◆ Exercise details ◆
Look through the lines below, find those with the word "HashMap", and copy them.

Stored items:

□ □ □ □ □ □ □

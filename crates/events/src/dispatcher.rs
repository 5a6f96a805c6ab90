//! Command → handler registry with synchronous and buffered invocation.
//!
//! A synchronous handler is awaited inside [`Dispatcher::dispatch`] and its
//! result returned to the caller. A buffered handler is fed through a
//! bounded `tokio::sync::mpsc` channel; one drain task per command calls the
//! handler in enqueue order, logs failures, and survives panics. The caller
//! of a buffered command gets an empty response immediately.

use std::any::Any;
use std::collections::HashMap;
use std::future::Future;
use std::panic::AssertUnwindSafe;
use std::sync::atomic::{AtomicBool, Ordering};
use std::sync::Arc;

use futures::future::BoxFuture;
use futures::FutureExt;
use tokio::sync::{mpsc, Mutex, RwLock};
use tokio::task::JoinHandle;

use crate::error::DispatchError;
use crate::event::Event;

/// Error type handlers return. Anything `Error + Send + Sync` converts via `?`.
pub type HandlerError = Box<dyn std::error::Error + Send + Sync>;

/// A handler's outcome: the response string (often empty) or an error.
pub type HandlerResult = Result<String, HandlerError>;

/// A registered handler. Cloned into the drain task for buffered commands.
pub type Handler = Arc<dyn Fn(Event) -> BoxFuture<'static, HandlerResult> + Send + Sync>;

/// Wrap an async closure as a [`Handler`].
pub fn handler<F, Fut>(f: F) -> Handler
where
    F: Fn(Event) -> Fut + Send + Sync + 'static,
    Fut: Future<Output = HandlerResult> + Send + 'static,
{
    Arc::new(move |event| f(event).boxed())
}

// ---------------------------------------------------------------------------
// Registration
// ---------------------------------------------------------------------------

/// What a buffered dispatch does when the command's queue is full.
#[derive(Debug, Clone, Copy, PartialEq, Eq)]
pub enum Backpressure {
    /// Suspend the caller until the drain task frees a slot.
    Block,
    /// Drop the event, log it, and return [`DispatchError::QueueFull`].
    DropAndLog,
}

/// How a command's handler is invoked.
#[derive(Debug, Clone, Copy, PartialEq, Eq)]
pub enum Discipline {
    Sync,
    Buffered {
        depth: usize,
        backpressure: Backpressure,
    },
}

impl Discipline {
    pub fn blocking(depth: usize) -> Self {
        Self::Buffered {
            depth,
            backpressure: Backpressure::Block,
        }
    }

    pub fn dropping(depth: usize) -> Self {
        Self::Buffered {
            depth,
            backpressure: Backpressure::DropAndLog,
        }
    }
}

struct BufferedQueue {
    sender: mpsc::Sender<Event>,
    backpressure: Backpressure,
    drain: JoinHandle<()>,
}

struct Registration {
    handler: Handler,
    queue: Option<BufferedQueue>,
}

// ---------------------------------------------------------------------------
// Dispatcher
// ---------------------------------------------------------------------------

/// Flat registry of command handlers.
///
/// Share it via `Arc<Dispatcher>`. Registration and dispatch may run
/// concurrently from any number of tasks.
pub struct Dispatcher {
    registry: RwLock<HashMap<String, Registration>>,
    /// Drain tasks of queues replaced by a re-registration.
    retired: Mutex<Vec<JoinHandle<()>>>,
    closed: AtomicBool,
}

impl Default for Dispatcher {
    fn default() -> Self {
        Self::new()
    }
}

□ □ □ □ □ □ □

◆ Exercise result ◆
use std::collections::HashMap;
    registry: RwLock<HashMap<String, Registration>>,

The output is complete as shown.